Exercise - Give back exactly the lines from the start of the listing to the line containing "on the segment.", inclusive, and nothing beyond them.

** Opening Exercise inputs block **

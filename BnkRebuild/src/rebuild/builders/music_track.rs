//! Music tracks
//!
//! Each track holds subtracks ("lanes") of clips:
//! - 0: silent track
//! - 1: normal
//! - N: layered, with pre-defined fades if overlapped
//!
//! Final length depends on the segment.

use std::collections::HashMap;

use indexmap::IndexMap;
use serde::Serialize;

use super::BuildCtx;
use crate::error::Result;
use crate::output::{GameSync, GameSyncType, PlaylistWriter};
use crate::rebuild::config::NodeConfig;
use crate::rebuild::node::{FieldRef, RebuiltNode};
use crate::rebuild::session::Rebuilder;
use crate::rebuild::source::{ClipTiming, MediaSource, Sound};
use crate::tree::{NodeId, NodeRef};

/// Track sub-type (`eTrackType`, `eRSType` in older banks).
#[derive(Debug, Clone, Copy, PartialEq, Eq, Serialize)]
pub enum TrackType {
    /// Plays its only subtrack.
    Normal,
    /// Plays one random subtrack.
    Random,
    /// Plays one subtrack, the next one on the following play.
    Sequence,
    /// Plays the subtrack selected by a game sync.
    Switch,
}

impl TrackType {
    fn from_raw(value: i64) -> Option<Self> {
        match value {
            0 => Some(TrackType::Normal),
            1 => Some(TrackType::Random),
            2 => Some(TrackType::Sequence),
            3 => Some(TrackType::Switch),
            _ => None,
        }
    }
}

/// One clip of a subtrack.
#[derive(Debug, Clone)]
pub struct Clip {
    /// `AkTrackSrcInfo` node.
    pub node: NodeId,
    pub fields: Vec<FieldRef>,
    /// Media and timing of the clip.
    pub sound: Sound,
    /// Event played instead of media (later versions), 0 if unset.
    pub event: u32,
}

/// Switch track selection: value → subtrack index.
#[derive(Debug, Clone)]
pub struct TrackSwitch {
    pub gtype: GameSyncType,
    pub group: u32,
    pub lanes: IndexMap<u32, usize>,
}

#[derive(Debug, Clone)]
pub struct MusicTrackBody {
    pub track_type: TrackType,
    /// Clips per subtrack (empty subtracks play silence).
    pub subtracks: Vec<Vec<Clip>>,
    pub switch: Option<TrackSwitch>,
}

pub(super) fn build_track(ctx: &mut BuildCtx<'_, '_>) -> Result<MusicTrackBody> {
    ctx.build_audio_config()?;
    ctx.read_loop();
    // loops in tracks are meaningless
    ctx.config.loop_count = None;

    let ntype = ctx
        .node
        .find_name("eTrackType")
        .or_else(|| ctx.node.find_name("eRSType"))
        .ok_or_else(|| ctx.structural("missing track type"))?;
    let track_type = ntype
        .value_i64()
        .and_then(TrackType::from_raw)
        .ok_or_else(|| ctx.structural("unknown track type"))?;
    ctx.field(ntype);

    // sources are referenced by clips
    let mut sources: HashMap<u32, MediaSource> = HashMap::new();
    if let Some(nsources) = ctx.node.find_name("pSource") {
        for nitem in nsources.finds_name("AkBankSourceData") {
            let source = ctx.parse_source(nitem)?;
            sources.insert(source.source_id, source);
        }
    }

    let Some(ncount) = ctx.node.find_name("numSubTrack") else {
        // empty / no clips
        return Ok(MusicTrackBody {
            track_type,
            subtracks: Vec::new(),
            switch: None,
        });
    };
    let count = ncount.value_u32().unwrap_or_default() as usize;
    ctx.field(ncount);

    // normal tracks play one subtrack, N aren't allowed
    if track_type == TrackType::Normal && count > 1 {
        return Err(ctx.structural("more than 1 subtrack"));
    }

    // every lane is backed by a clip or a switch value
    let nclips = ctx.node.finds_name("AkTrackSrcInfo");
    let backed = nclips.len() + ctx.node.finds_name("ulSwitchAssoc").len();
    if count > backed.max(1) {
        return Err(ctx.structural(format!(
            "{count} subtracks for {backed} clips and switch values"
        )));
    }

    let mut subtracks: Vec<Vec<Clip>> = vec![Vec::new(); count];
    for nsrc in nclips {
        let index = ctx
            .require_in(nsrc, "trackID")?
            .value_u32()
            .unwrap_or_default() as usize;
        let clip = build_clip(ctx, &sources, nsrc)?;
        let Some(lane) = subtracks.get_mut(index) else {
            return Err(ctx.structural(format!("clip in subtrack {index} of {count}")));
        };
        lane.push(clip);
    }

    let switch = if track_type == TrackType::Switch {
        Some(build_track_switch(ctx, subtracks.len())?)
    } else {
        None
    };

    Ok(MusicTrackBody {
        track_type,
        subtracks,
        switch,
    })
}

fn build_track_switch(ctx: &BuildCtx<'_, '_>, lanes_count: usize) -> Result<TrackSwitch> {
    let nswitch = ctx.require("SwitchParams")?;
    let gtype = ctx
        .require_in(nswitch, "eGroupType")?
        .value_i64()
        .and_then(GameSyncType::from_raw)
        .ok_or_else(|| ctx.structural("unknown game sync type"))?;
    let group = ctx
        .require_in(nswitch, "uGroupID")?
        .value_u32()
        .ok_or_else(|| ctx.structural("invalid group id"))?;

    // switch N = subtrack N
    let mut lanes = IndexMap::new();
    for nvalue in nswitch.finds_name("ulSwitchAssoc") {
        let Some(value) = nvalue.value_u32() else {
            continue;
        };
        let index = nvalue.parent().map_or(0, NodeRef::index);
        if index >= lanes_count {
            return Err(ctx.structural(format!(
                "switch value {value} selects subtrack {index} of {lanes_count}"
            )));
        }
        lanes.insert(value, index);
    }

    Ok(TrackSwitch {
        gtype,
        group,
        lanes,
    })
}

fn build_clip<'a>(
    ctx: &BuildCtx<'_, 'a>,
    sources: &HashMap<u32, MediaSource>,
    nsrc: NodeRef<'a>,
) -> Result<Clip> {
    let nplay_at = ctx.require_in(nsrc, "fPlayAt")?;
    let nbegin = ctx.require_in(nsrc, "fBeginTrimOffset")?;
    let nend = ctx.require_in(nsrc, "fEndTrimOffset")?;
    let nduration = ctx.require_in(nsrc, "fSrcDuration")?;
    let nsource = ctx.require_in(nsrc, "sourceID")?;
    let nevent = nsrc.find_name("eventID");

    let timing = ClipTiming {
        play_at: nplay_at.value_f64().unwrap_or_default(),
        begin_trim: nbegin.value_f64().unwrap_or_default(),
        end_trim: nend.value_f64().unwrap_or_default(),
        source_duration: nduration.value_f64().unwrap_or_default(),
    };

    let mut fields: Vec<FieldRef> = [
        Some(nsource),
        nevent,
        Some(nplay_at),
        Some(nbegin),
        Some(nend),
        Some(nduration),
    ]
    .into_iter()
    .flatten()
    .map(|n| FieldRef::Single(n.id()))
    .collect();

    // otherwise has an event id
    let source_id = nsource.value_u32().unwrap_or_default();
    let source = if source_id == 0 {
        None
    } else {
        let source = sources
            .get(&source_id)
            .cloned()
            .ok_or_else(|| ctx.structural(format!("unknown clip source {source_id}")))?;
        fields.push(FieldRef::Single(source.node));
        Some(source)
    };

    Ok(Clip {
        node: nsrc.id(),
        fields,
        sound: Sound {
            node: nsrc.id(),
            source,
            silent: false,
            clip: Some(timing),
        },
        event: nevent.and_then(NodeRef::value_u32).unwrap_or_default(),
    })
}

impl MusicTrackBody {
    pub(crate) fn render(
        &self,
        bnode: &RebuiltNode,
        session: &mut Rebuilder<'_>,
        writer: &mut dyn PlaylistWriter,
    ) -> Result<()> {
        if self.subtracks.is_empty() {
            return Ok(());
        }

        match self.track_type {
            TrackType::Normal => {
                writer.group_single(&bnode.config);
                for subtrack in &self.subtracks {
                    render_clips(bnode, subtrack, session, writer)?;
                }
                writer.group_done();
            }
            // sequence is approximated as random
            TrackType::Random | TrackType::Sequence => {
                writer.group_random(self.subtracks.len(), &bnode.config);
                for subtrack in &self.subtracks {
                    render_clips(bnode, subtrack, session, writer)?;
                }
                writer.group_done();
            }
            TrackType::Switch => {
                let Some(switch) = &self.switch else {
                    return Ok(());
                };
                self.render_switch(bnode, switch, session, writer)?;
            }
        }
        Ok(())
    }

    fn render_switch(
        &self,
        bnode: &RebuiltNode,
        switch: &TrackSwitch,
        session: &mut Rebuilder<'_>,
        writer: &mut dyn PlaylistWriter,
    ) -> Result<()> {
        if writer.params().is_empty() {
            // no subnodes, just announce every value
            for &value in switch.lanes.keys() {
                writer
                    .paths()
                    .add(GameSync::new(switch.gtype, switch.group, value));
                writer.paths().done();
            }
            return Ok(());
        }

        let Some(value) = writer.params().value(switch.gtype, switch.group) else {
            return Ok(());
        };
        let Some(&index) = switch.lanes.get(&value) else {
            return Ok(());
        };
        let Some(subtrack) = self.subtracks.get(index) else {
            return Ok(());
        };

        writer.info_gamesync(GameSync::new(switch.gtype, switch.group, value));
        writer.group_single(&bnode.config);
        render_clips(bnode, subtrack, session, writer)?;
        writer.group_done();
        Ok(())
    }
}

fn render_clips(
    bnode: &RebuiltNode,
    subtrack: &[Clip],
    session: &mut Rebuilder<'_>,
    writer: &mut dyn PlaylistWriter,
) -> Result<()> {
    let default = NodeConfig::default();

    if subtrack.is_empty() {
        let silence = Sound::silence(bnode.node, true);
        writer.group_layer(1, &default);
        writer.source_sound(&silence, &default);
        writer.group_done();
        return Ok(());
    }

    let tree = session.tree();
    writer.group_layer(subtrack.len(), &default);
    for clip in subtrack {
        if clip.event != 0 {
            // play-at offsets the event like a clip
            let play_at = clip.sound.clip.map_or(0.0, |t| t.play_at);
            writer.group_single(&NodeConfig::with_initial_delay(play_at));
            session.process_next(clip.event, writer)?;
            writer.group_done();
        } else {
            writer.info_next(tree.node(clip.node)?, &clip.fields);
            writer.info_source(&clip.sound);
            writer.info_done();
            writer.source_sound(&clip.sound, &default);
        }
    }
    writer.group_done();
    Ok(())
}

** Closing Exercise inputs block **

Solution to the exercise -
filename BnkRebuild/src/rebuild/builders/music_track.rs
//! Music tracks
//!
//! Each track holds subtracks ("lanes") of clips:
//! - 0: silent track
//! - 1: normal
//! - N: layered, with pre-defined fades if overlapped
//!
//! Final length depends on the segment.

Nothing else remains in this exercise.